She repeated the "never" quietly, under her breath. His eyes looked as if they, without missing an essential detail, had swept the whole of that to which she would never go back. He said:

"Go back? No, indeed. Who's asking you to go back? Not I.

I'm not _asking_ you to go anywhere. I'm simply saying that you will--_must_--go forward. If you were in love, perhaps not. But you aren't in love. I know from experience how men and women care for each other--how they form these relationships. They find each other convenient and comfortable. But they care only for themselves. Especially young people. One must live quite a while to discover that thinking about oneself is living in a stuffy little cage with only a little light, through slats in the top that give no view. . . . It's an unnatural life for you. It can't last.

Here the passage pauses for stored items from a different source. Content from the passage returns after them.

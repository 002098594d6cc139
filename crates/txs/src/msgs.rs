//! Bridge transaction payloads.

use arbitrary::Arbitrary;
use borsh::{BorshDeserialize, BorshSerialize};
use pegbridge_primitives::prelude::*;
use pegbridge_tracker_types::TrackerName;
use serde::{Deserialize, Serialize};

use crate::{errors::TxError, response::KvPair, tx_type::TxType};

/// Common surface of every bridge transaction payload: its type tag, its
/// declared signer set and the indexing tags it emits.
pub trait Payload: BorshSerialize + BorshDeserialize {
    const TX_TYPE: TxType;

    fn signers(&self) -> Vec<AccountAddress>;

    fn tags(&self) -> Vec<KvPair>;
}

/// Encodes a payload for embedding into a raw transaction envelope.
pub fn encode_payload<P: Payload>(payload: &P) -> Vec<u8> {
    borsh::to_vec(payload).expect("payload serialization is infallible")
}

/// Decodes an envelope payload as the given transaction kind.
pub fn decode_payload<P: Payload>(bytes: &[u8]) -> Result<P, TxError> {
    borsh::from_slice(bytes).map_err(|e| TxError::WrongTxType(e.to_string()))
}

/// Deposits external-chain funds into custody.
#[derive(
    Clone, Debug, Eq, PartialEq, Arbitrary, BorshSerialize, BorshDeserialize, Serialize, Deserialize,
)]
pub struct Lock {
    pub locker: AccountAddress,
    pub tracker_name: TrackerName,

    /// The user-signed external transaction that moves funds into custody.
    pub external_tx: RawExternalTx,

    pub lock_amount: SatAmount,
}

impl Payload for Lock {
    const TX_TYPE: TxType = TxType::Lock;

    fn signers(&self) -> Vec<AccountAddress> {
        vec![self.locker]
    }

    fn tags(&self) -> Vec<KvPair> {
        vec![
            KvPair::new("tx.type", Self::TX_TYPE.as_str()),
            KvPair::new("tx.locker", self.locker.to_string()),
            KvPair::new("tx.tracker_name", self.tracker_name.to_string()),
        ]
    }
}

/// Releases custody back to the user.
#[derive(
    Clone, Debug, Eq, PartialEq, Arbitrary, BorshSerialize, BorshDeserialize, Serialize, Deserialize,
)]
pub struct Redeem {
    pub redeemer: AccountAddress,
    pub tracker_name: TrackerName,

    /// The external transaction releasing the custody output.
    pub external_tx: RawExternalTx,

    pub redeem_amount: SatAmount,
}

impl Payload for Redeem {
    const TX_TYPE: TxType = TxType::Redeem;

    fn signers(&self) -> Vec<AccountAddress> {
        vec![self.redeemer]
    }

    fn tags(&self) -> Vec<KvPair> {
        vec![
            KvPair::new("tx.type", Self::TX_TYPE.as_str()),
            KvPair::new("tx.owner", self.redeemer.to_string()),
            KvPair::new("tx.tracker_name", self.tracker_name.to_string()),
        ]
    }
}

/// A validator's attestation that the pending custody transaction was
/// observed/confirmed on the external chain.
#[derive(
    Clone, Debug, Eq, PartialEq, Arbitrary, BorshSerialize, BorshDeserialize, Serialize, Deserialize,
)]
pub struct ReportFinality {
    pub tracker_name: TrackerName,

    /// Beneficiary of the settled process.
    pub locker: AccountAddress,

    pub validator_address: AccountAddress,

    /// The validator's position in the captured participant list.
    pub vote_index: i64,

    pub refund: bool,
}

impl Payload for ReportFinality {
    const TX_TYPE: TxType = TxType::ReportFinality;

    fn signers(&self) -> Vec<AccountAddress> {
        vec![self.validator_address]
    }

    fn tags(&self) -> Vec<KvPair> {
        vec![
            KvPair::new("tx.type", Self::TX_TYPE.as_str()),
            KvPair::new("tx.owner", self.locker.to_string()),
            KvPair::new("tx.tracker_name", self.tracker_name.to_string()),
            KvPair::new("tx.validator", self.validator_address.to_string()),
        ]
    }
}

/// Internal report that the fully signed custody transaction was broadcast.
///
/// Submitted by the broadcast job, not by users; advances the tracker's
/// custody chain and recycles it for the next process.
#[derive(
    Clone, Debug, Eq, PartialEq, Arbitrary, BorshSerialize, BorshDeserialize, Serialize, Deserialize,
)]
pub struct BroadcastSuccess {
    pub tracker_name: TrackerName,

    /// The validator whose job observed the successful broadcast.
    pub reporter: AccountAddress,

    /// Id of the broadcast external transaction, the new custody-chain tip.
    pub external_txid: ExternalTxid,
}

impl Payload for BroadcastSuccess {
    const TX_TYPE: TxType = TxType::BroadcastSuccess;

    fn signers(&self) -> Vec<AccountAddress> {
        vec![self.reporter]
    }

    fn tags(&self) -> Vec<KvPair> {
        vec![
            KvPair::new("tx.type", Self::TX_TYPE.as_str()),
            KvPair::new("tx.tracker_name", self.tracker_name.to_string()),
            KvPair::new("tx.validator", self.reporter.to_string()),
        ]
    }
}

#[cfg(test)]
mod tests {
    use pegbridge_test_utils::ArbitraryGenerator;

    use super::*;

    #[test]
    fn test_payload_codec_roundtrip() {
        let lock: Lock = ArbitraryGenerator::new().generate();
        let bytes = encode_payload(&lock);
        let back: Lock = decode_payload(&bytes).unwrap();
        assert_eq!(lock, back);
    }

    #[test]
    fn test_decode_wrong_type_fails() {
        let report: ReportFinality = ArbitraryGenerator::new().generate();
        let bytes = encode_payload(&report);
        // A finality report payload is not a valid lock payload.
        assert!(matches!(
            decode_payload::<Lock>(&bytes),
            Err(TxError::WrongTxType(_))
        ));
    }

    #[test]
    fn test_every_payload_tags_its_type() {
        let mut gen = ArbitraryGenerator::new();
        let lock: Lock = gen.generate();
        let redeem: Redeem = gen.generate();
        let report: ReportFinality = gen.generate();
        let success: BroadcastSuccess = gen.generate();

        for tags in [lock.tags(), redeem.tags(), report.tags(), success.tags()] {
            assert!(tags.iter().any(|t| t.key == "tx.type"));
        }
    }
}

You--centering upon yourself--upon comfort and convenience.

Absurd!"

"I have chosen," said she.

"No--you can't do it," he went on, as if she had not spoken.

"_You_ can't spend your life at dresses and millinery, at chattering about art, at thinking about eating and drinking--at being pa.s.sively amused--at attending to your hair and skin and figure. You may think so, but in reality you are getting ready for _me_ . . . for your career. You are simply educating yourself. I shall have you back."

She held the cigarette to her lips, inhaled the smoke deeply, exhaled it slowly.

"I will tell you why," he went on, as if he were answering a protest. "Every one of us has an individuality of some sort.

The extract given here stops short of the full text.